The striking Qatar Faculty of Islamic Studies (QFIS) complex in Education City and a proposed new center for children with complex medical needs have been named as two winners in the world’s largest architectural event.
QFIS, a Qatar Foundation project that took three years to build and opened in March, won the festival’s Day 2 prize for religious buildings at this year’s World Architecture Festival’s awards.
Meanwhile, designs for Hamad Medical Corp‘s upcoming Al Maha Center for Children and Young Adults won the category of future projects – health on the first day of the international festival, which was recently held in Singapore.
Congratulations to @QFIS_QF on winning the best building in the religion category at the prestigious @worldarchfest! pic.twitter.com/Uf48vkYPgc
— Qatar Foundation (@QF) November 8, 2015
The two buildings were the only projects in the Gulf to get recognition, and competed with 27 other facilities around the world in the finals for World Building of the Year and Future Project of the Year.
However, Qatar were beaten out for these accolades by Singapore residential project The Interlace by OMA/Ole Scheeren, which won World Building of the Year; and Vancouver House in Canada, designed by BIG-Bjarke Ingels Group, which was named Future Project of the Year
Still, the QFIS project was highly commended by judges, who praised it as representing “a cultural breakthrough where client and architect have produced a remarkable building,” QF said in a statement.
Ameena Ahmadi, technical director at QF’s Capital Projects Directorate, added:
“Winning the award is recognition to the innovative potentials of spaces for learning and worship. This is a great achievement for Qatar Foundation and Qatar as a whole.
We are proud to have had the opportunity to showcase this Qatari landmark on an international stage and to shed light on Qatar Foundation’s work to foster a society that embraces and enhances Qatari culture and promotes global tolerance of Islamic values.”
Three Qatar projects had been in the running for awards since June, when festival organizers announced a shortlist of 338 facilities from 46 countries.
Out of a total of 10 entries from the GCC, the ones from Qatar included QFIS, the Al Maha Center and a design for a new Qatar courthouse by AGi Architects.
Qatar winners
The QFIS includes a huge, white, cavernous mosque with a total capacity for 1,800 people. The ceiling is adorned with Quranic verses, and also has small lights reminiscent of twinkling stars.
Designed by London and Barcelona-based Mangera Yvars Architects, the complex has a male prayer room on the first floor, which also has a library and a large gilded mehrab in a Qur’an verse-lined alcove.
The female gallery room has a separate seating area that is sectioned off from the main prayer room by a high wall that separates the two genders.
The mosque rests on five structural pillars to symbolize the five pillars of Islam. The pillars are decorated with verses, while underneath water flows from an outer garden.
It has two, 90m-high minarets, and Islamic calligraphy is inscribed on almost every element of the structure’s surface, from roofs to ceramic tiles to glass windows.
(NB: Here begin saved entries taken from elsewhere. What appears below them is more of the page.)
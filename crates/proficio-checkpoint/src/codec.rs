//! Checkpoint encoding and decoding
//!
//! Layout after the fixed header:
//!
//! ```text
//! config      : config_len bytes of JSON
//! tensor × N  : name_len u16 | name | trainable u8 | rank u8 | dims u32 × rank | f32 × numel
//! trailer     : SHA-256 of every preceding byte
//! ```
//!
//! All integers and floats are little-endian.

use bytes::{Buf, BufMut, Bytes, BytesMut};
use proficio_core::{FusionConfig, FusionError, FusionResult};
use proficio_fusion::ModelSnapshot;
use proficio_nn::NamedTensor;
use sha2::{Digest, Sha256};

use crate::{CheckpointFlags, CheckpointHeader, HEADER_SIZE};

/// SHA-256 trailer size
pub const DIGEST_SIZE: usize = 32;

/// Smallest well-formed checkpoint (header + trailer)
pub const MIN_CHECKPOINT_SIZE: usize = HEADER_SIZE + DIGEST_SIZE;

/// Highest tensor rank the format stores
pub const MAX_RANK: usize = 4;

/// Serialize a snapshot
pub fn encode_snapshot(snapshot: &ModelSnapshot) -> FusionResult<Bytes> {
    let config = serde_json::to_vec(&snapshot.config)?;
    let tensor_count = u32::try_from(snapshot.tensors.len())
        .map_err(|_| FusionError::InvalidCheckpoint("too many tensors".into()))?;
    let config_len = u32::try_from(config.len())
        .map_err(|_| FusionError::InvalidCheckpoint("configuration too large".into()))?;

    let header = CheckpointHeader::new(
        CheckpointFlags::for_config(&snapshot.config),
        snapshot.step,
        tensor_count,
        config_len,
    );

    let payload: usize = snapshot
        .tensors
        .iter()
        .map(|t| 2 + t.name.len() + 2 + 4 * t.shape.len() + 4 * t.data.len())
        .sum();
    let mut buf = BytesMut::with_capacity(MIN_CHECKPOINT_SIZE + config.len() + payload);
    buf.put_slice(&header.to_bytes());
    buf.put_slice(&config);
    for tensor in &snapshot.tensors {
        put_tensor(&mut buf, tensor)?;
    }

    let digest = Sha256::digest(&buf);
    buf.put_slice(&digest);
    Ok(buf.freeze())
}

fn put_tensor(buf: &mut BytesMut, tensor: &NamedTensor) -> FusionResult<()> {
    let name_len = u16::try_from(tensor.name.len()).map_err(|_| {
        FusionError::InvalidCheckpoint(format!("tensor name too long: {}", tensor.name))
    })?;
    if tensor.shape.len() > MAX_RANK {
        return Err(FusionError::InvalidCheckpoint(format!(
            "tensor {} has rank {}",
            tensor.name,
            tensor.shape.len()
        )));
    }
    if tensor.numel() != tensor.data.len() {
        return Err(FusionError::TensorShape {
            name: tensor.name.clone(),
            expected: tensor.shape.clone(),
            actual: vec![tensor.data.len()],
        });
    }

    buf.put_u16_le(name_len);
    buf.put_slice(tensor.name.as_bytes());
    buf.put_u8(u8::from(tensor.trainable));
    buf.put_u8(tensor.shape.len() as u8);
    for &dim in &tensor.shape {
        let dim = u32::try_from(dim).map_err(|_| {
            FusionError::InvalidCheckpoint(format!("tensor {} dimension too large", tensor.name))
        })?;
        buf.put_u32_le(dim);
    }
    for &value in &tensor.data {
        buf.put_f32_le(value);
    }
    Ok(())
}

/// Parse and verify a checkpoint
pub fn decode_snapshot(buf: &[u8]) -> FusionResult<ModelSnapshot> {
    if buf.len() < MIN_CHECKPOINT_SIZE {
        return Err(FusionError::BufferTooShort {
            expected: MIN_CHECKPOINT_SIZE,
            actual: buf.len(),
        });
    }
    let header = CheckpointHeader::parse(buf)?;

    let (body, trailer) = buf.split_at(buf.len() - DIGEST_SIZE);
    if Sha256::digest(body).as_slice() != trailer {
        return Err(FusionError::ChecksumMismatch);
    }

    let mut cursor = &body[HEADER_SIZE..];
    let config_len = header.config_len as usize;
    need(cursor, config_len, "configuration")?;
    let config: FusionConfig = serde_json::from_slice(&cursor[..config_len])?;
    cursor.advance(config_len);
    config.validate()?;

    if CheckpointFlags::for_config(&config) != header.flags {
        return Err(FusionError::InvalidCheckpoint(
            "flags disagree with configuration".into(),
        ));
    }

    // every record is at least 4 bytes; cap the reservation by what is left
    let count = header.tensor_count as usize;
    let mut tensors = Vec::with_capacity(count.min(cursor.remaining() / 4));
    for _ in 0..count {
        tensors.push(get_tensor(&mut cursor)?);
    }
    if cursor.has_remaining() {
        return Err(FusionError::InvalidCheckpoint(format!(
            "{} trailing bytes after tensors",
            cursor.remaining()
        )));
    }

    Ok(ModelSnapshot {
        config,
        step: header.step,
        tensors,
    })
}

fn need(buf: &[u8], len: usize, what: &str) -> FusionResult<()> {
    if buf.len() < len {
        return Err(FusionError::InvalidCheckpoint(format!(
            "truncated {}: need {} bytes, have {}",
            what,
            len,
            buf.len()
        )));
    }
    Ok(())
}

fn get_tensor(buf: &mut &[u8]) -> FusionResult<NamedTensor> {
    need(buf, 2, "tensor name length")?;
    let name_len = buf.get_u16_le() as usize;
    need(buf, name_len, "tensor name")?;
    let name = std::str::from_utf8(&buf[..name_len])
        .map_err(|_| FusionError::InvalidCheckpoint("tensor name is not UTF-8".into()))?
        .to_string();
    buf.advance(name_len);

    need(buf, 2, "tensor flags")?;
    let trainable = match buf.get_u8() {
        0 => false,
        1 => true,
        other => {
            return Err(FusionError::InvalidCheckpoint(format!(
                "tensor {}: bad trainable byte {}",
                name, other
            )))
        }
    };
    let rank = buf.get_u8() as usize;
    if rank > MAX_RANK {
        return Err(FusionError::InvalidCheckpoint(format!(
            "tensor {}: rank {}",
            name, rank
        )));
    }

    need(buf, 4 * rank, "tensor shape")?;
    let shape: Vec<usize> = (0..rank).map(|_| buf.get_u32_le() as usize).collect();
    let numel = shape
        .iter()
        .try_fold(1usize, |acc, &d| acc.checked_mul(d))
        .and_then(|n| n.checked_mul(4).map(|bytes| (n, bytes)));
    let (numel, data_len) = numel.ok_or_else(|| {
        FusionError::InvalidCheckpoint(format!("tensor {}: shape overflows", name))
    })?;

    need(buf, data_len, "tensor data")?;
    let data = (0..numel).map(|_| buf.get_f32_le()).collect();

    Ok(NamedTensor::new(name, shape, data, trainable))
}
The university also includes 54 classrooms, offices and a library, in addition to five research centers.
Al Maha Center
Designed by Australian architects HDR Rice Daubney, this purpose-built facility will be situated on the grounds of Al Wakrah Hospital and will include a development and rehabilitation center specifically for children and young people with complex medical needs.
According to HMC, the center will be the first of its kind in the region, and is scheduled to open in 2017, the Supreme Council of Health’s Annual Report 2014 states.
“The center will be a one-stop, family centered facility providing a range of services for a highly vulnerable group of children (i.e. inpatient, outpatient, day care, respite care, palliative care and outreach pediatric home care services),” HMC said in a statement.
This isn’t the first time Qatar’s buildings have received international praise.
In 2012, Burj Qatar was named the best tall building in the Middle East and North Africa by the Chicago-based Council on Tall Buildings and Urban Habitat.
The $125 million, 46-story building, which was designed by French architect Jean Nouvel won because it combined “ancient Islamic patterns” with modernity, jurors said.
The same award went to Tornado Tower in 2009.